Post by: oex on May 26, 2010, 12:31:11 PM
:/ with that timing I'll have to create BGRA in a seperate process dependant on card features.... It's always the simple things that are most difficult :lol

1280x1024 RGBA-BGRA:

File Size 5Mb

9651293 cycles
0 cycles

Press any key to exit...

Ty for your input Michael
Title: Re: RGBA to BGRA (and back again)
Post by: FORTRANS on May 26, 2010, 12:48:54 PM
Hi,

   Looking at the code posted by MichaelW, I decided to
run an excursion as it looked strange to me.  Four variants
were run on my PIII.  The results surprised me a bit.  SHR
is apparently much faster than ROR, which was the first
surprise.  The extra memory access variant also was not
what I expected.  Oh well, so much for expectations.

Regards,

Steve N.


          mov eax, [edi+ecx*4+DISP]
          mov edx, eax
          bswap eax
          and edx, 0ff000000h
          shr eax, 8
          or eax, edx
          mov [edi+ecx*4+DISP], eax
4071 cycles
0 cycles

Press any key to exit...

          mov eax, [edi+ecx*4+DISP]
;          mov edx, eax
          bswap eax
;          and edx, 0ff000000h
;          shr eax, 8
          ROR eax, 8
;          or eax, edx
          mov [edi+ecx*4+DISP], eax
4301 cycles
0 cycles

Press any key to exit...

          mov eax, [edi+ecx*4+DISP]
;          mov edx, eax
          bswap eax
;          and edx, 0ff000000h
          shr eax, 8
;          ROR eax, 8
;          or eax, edx
          mov [edi+ecx*4+DISP], eax
3279 cycles
0 cycles

Press any key to exit...

;          mov eax, [edi+ecx*4+DISP]
          MOV AL, [edi+ecx*4+DISP]
          MOV DL, [edi+ecx*4+DISP+2]
;          mov edx, eax
;          bswap eax
;          and edx, 0ff000000h
;          shr eax, 8
;          ROR eax, 8
;          or eax, edx
;          mov [edi+ecx*4+DISP], eax
          mov [edi+ecx*4+DISP+2], AL
          mov [edi+ecx*4+DISP], DL
2785 cycles

          MOVZX EAX, BYTE PTR [edi+ecx*4+DISP]
          MOVZX EDX, BYTE PTR [edi+ecx*4+DISP+2]
          MOV [edi+ecx*4+DISP+2], AL
          MOV [edi+ecx*4+DISP], DL
2852 cycles
0 cycles

Press any key to exit...
Title: Re: RGBA to BGRA (and back again)
Post by: jj2007 on May 26, 2010, 12:56:44 PM
Quote from: Neo on May 25, 2010, 03:19:10 AM
Actually, it sounds like a perfect task for the BSWAP instruction, but you might be able to use PSHUFB to do 4 at once.  I'm not sure on their relative timings.
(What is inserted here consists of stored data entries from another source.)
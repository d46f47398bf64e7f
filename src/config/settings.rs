// Copyright 2025 Kirky.X
//
// Licensed under the Apache License, Version 2.0 (the "License");
// you may not use this file except in compliance with the License.
// You may obtain a copy of the License at
//
//     http://www.apache.org/licenses/LICENSE-2.0
//
// Unless required by applicable law or agreed to in writing, software
// distributed under the License is distributed on an "AS IS" BASIS,
// WITHOUT WARRANTIES OR CONDITIONS OF ANY KIND, either express or implied.
// See the License for the specific language governing permissions and
// limitations under the License.

use config::{Config, ConfigError, Environment, File, FileFormat};
use serde::Deserialize;
use std::collections::BTreeMap;
use std::time::Duration;

/// 应用程序配置设置
///
/// 启动时加载一次，之后以不可变值传入各组件
#[derive(Debug, Clone, Deserialize)]
pub struct Settings {
    /// 站点与环境配置
    pub site: SiteSettings,
    /// HTTP探测配置
    pub probe: ProbeSettings,
    /// 站点地图配置
    pub sitemap: SitemapSettings,
    /// 输入文件配置
    pub input: InputSettings,
    /// 报告输出配置
    pub output: OutputSettings,
    /// 校验引擎配置
    pub engine: EngineSettings,
    /// 日志配置
    pub log: LogSettings,
}

/// 站点与环境配置设置
#[derive(Debug, Clone, Deserialize)]
pub struct SiteSettings {
    /// 协议 (https, 本地测试时为 http)
    pub scheme: String,
    /// 当前测试的环境名
    pub active_environment: String,
    /// 生产环境名
    pub production_environment: String,
    /// 环境名 -> 主机名
    pub environments: BTreeMap<String, String>,
    /// 外部子域名（不做环境替换）
    #[serde(default)]
    pub external_hosts: Vec<String>,
}

/// HTTP探测配置设置
#[derive(Debug, Clone, Deserialize)]
pub struct ProbeSettings {
    /// 单次请求超时（秒）
    pub timeout_secs: u64,
    /// 最大尝试次数
    pub max_retries: u32,
    /// 重试基础延迟（毫秒）
    pub retry_delay_ms: u64,
    /// 200 响应的最小内容字节数
    pub min_content_bytes: usize,
    /// 最大重定向跳数
    pub max_redirects: usize,
    /// User-Agent
    pub user_agent: String,
}

impl ProbeSettings {
    pub fn timeout(&self) -> Duration {
        Duration::from_secs(self.timeout_secs)
    }

    pub fn retry_delay(&self) -> Duration {
        Duration::from_millis(self.retry_delay_ms)
    }
}

/// 站点地图配置设置
#[derive(Debug, Clone, Deserialize)]
pub struct SitemapSettings {
    /// 相对于环境基础URL的路径
    pub path: String,
    /// 显式指定的站点地图URL（覆盖 path）
    pub url: Option<String>,
    /// 非生产环境失败时是否回退到生产站点地图
    pub enable_fallback: bool,
}

/// 列引用：按0起始下标或按表头名称
#[derive(Debug, Clone, PartialEq, Eq, Deserialize)]
#[serde(untagged)]
pub enum ColumnRef {
    Index(usize),
    Name(String),
}

/// 输入列映射
#[derive(Debug, Clone, Deserialize)]
pub struct ColumnMapping {
    pub original_url: ColumnRef,
    pub status_code: ColumnRef,
    pub expected_url: ColumnRef,
}

/// 输入文件配置设置
#[derive(Debug, Clone, Deserialize)]
pub struct InputSettings {
    /// CSV 文件路径
    pub path: String,
    /// 列映射
    pub columns: ColumnMapping,
    /// 视为重定向规则的状态码
    pub target_status: u16,
    /// 删除标记
    pub removal_marker: String,
}

/// 报告输出配置设置
#[derive(Debug, Clone, Deserialize)]
pub struct OutputSettings {
    /// 输出目录
    pub dir: String,
    /// 是否写入 CSV 结果
    pub csv: bool,
    /// 是否写入 HTML 报告
    pub html: bool,
}

/// 校验引擎配置设置
#[derive(Debug, Clone, Deserialize)]
pub struct EngineSettings {
    /// 规则之间的间隔（毫秒）
    pub request_interval_ms: u64,
}

impl EngineSettings {
    pub fn request_interval(&self) -> Duration {
        Duration::from_millis(self.request_interval_ms)
    }
}

/// 日志配置设置
#[derive(Debug, Clone, Deserialize)]
pub struct LogSettings {
    /// 是否输出 JSON 格式日志
    pub json: bool,
}

impl Settings {
    /// 创建新的配置实例
    ///
    /// 依次加载内置默认值、`config/default`、`config/{APP_ENVIRONMENT}`
    /// 和 `SITECHECK__` 前缀的环境变量
    ///
    /// # Returns
    ///
    /// * `Ok(Settings)` - 成功加载的配置
    /// * `Err(ConfigError)` - 配置加载失败
    pub fn new() -> Result<Self, ConfigError> {
        let env = std::env::var("APP_ENVIRONMENT").unwrap_or_else(|_| "default".to_string());
        Self::builder()?
            .add_source(File::with_name("config/default").required(false))
            .add_source(File::with_name(&format!("config/{}", env)).required(false))
            .add_source(
                Environment::with_prefix("SITECHECK")
                    .separator("__")
                    .try_parsing(true),
            )
            .build()?
            .try_deserialize()
    }

    /// 从指定文件加载配置（叠加在默认值之上）
    pub fn from_file(path: &str) -> Result<Self, ConfigError> {
        Self::builder()?
            .add_source(File::with_name(path))
            .build()?
            .try_deserialize()
    }

    /// 从 TOML 文本加载配置（叠加在默认值之上）
    pub fn from_file_contents(contents: &str) -> Result<Self, ConfigError> {
        Self::builder()?
            .add_source(File::from_str(contents, FileFormat::Toml))
            .build()?
            .try_deserialize()
    }

    fn builder() -> Result<config::builder::ConfigBuilder<config::builder::DefaultState>, ConfigError> {
        Config::builder()
            // Site defaults
            .set_default("site.scheme", "https")?
            .set_default("site.active_environment", "qa")?
            .set_default("site.production_environment", "prod")?
            .set_default("site.environments.qa", "qa-www.example.com")?
            .set_default("site.environments.rel", "rel-www.example.com")?
            .set_default("site.environments.prod", "www.example.com")?
            .set_default("site.external_hosts", vec!["help.example.com"])?
            // Probe defaults
            .set_default("probe.timeout_secs", 5)?
            .set_default("probe.max_retries", 3)?
            .set_default("probe.retry_delay_ms", 1000)?
            .set_default("probe.min_content_bytes", 100)?
            .set_default("probe.max_redirects", 10)?
            .set_default(
                "probe.user_agent",
                "Mozilla/5.0 (Windows NT 10.0; Win64; x64) AppleWebKit/537.36 (KHTML, like Gecko) Chrome/91.0.4472.124 Safari/537.36",
            )?
            // Sitemap defaults
            .set_default("sitemap.path", "/sitemap.xml")?
            .set_default("sitemap.enable_fallback", false)?
            // Input defaults
            .set_default("input.path", "in/urls.csv")?
            .set_default("input.columns.original_url", 0)?
            .set_default("input.columns.status_code", 3)?
            .set_default("input.columns.expected_url", 60)?
            .set_default("input.target_status", 301)?
            .set_default("input.removal_marker", "REMOVE")?
            // Output defaults
            .set_default("output.dir", "output")?
            .set_default("output.csv", true)?
            .set_default("output.html", true)?
            // Engine defaults
            .set_default("engine.request_interval_ms", 100)?
            .set_default("log.json", false)
    }
}

#[cfg(test)]
#[path = "settings_test.rs"]
mod tests;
Probably a lot faster but you impose a serious limit on the hardware: pshufb is SSSE3, sometimes called SSE4...
Title: Re: RGBA to BGRA (and back again)
Post by: dedndave on May 26, 2010, 01:16:45 PM
these are SSE2 instructions - maybe you can find something to do the job
pshufd - Shuffles 32bit values in a complex way.
pshufhw - Shuffles high 16bit values in a complex way.
pshuflw - Shuffles low 16bit values in a complex way.
unpckhpd - Unpacks and interleaves top 64bit doubles from 2 128bit sources into 1.
unpcklpd - Unpacks and interleaves bottom 64bit doubles from 2 128 bit sources into 1.
punpckhbw - Unpacks and interleaves top 8 8bit integers from 2 128bit sources into 1.
punpckhwd - Unpacks and interleaves top 4 16bit integers from 2 128bit sources into 1.
punpckhdq - Unpacks and interleaves top 2 32bit integers from 2 128bit sources into 1.
punpckhqdq - Unpacks and interleaces top 64bit integers from 2 128bit sources into 1.
punpcklbw - Unpacks and interleaves bottom 8 8bit integers from 2 128bit sources into 1.
punpcklwd - Unpacks and interleaves bottom 4 16bit integers from 2 128bit sources into 1.
punpckldq - Unpacks and interleaves bottom 2 32bit integers from 2 128bit sources into 1.
punpcklqdq - Unpacks and interleaces bottom 64bit integers from 2 128bit sources into 1.

Title: Re: RGBA to BGRA (and back again)
Post by: hutch-- on May 26, 2010, 04:53:10 PM
On old hardware I wonder if this approach is of any use.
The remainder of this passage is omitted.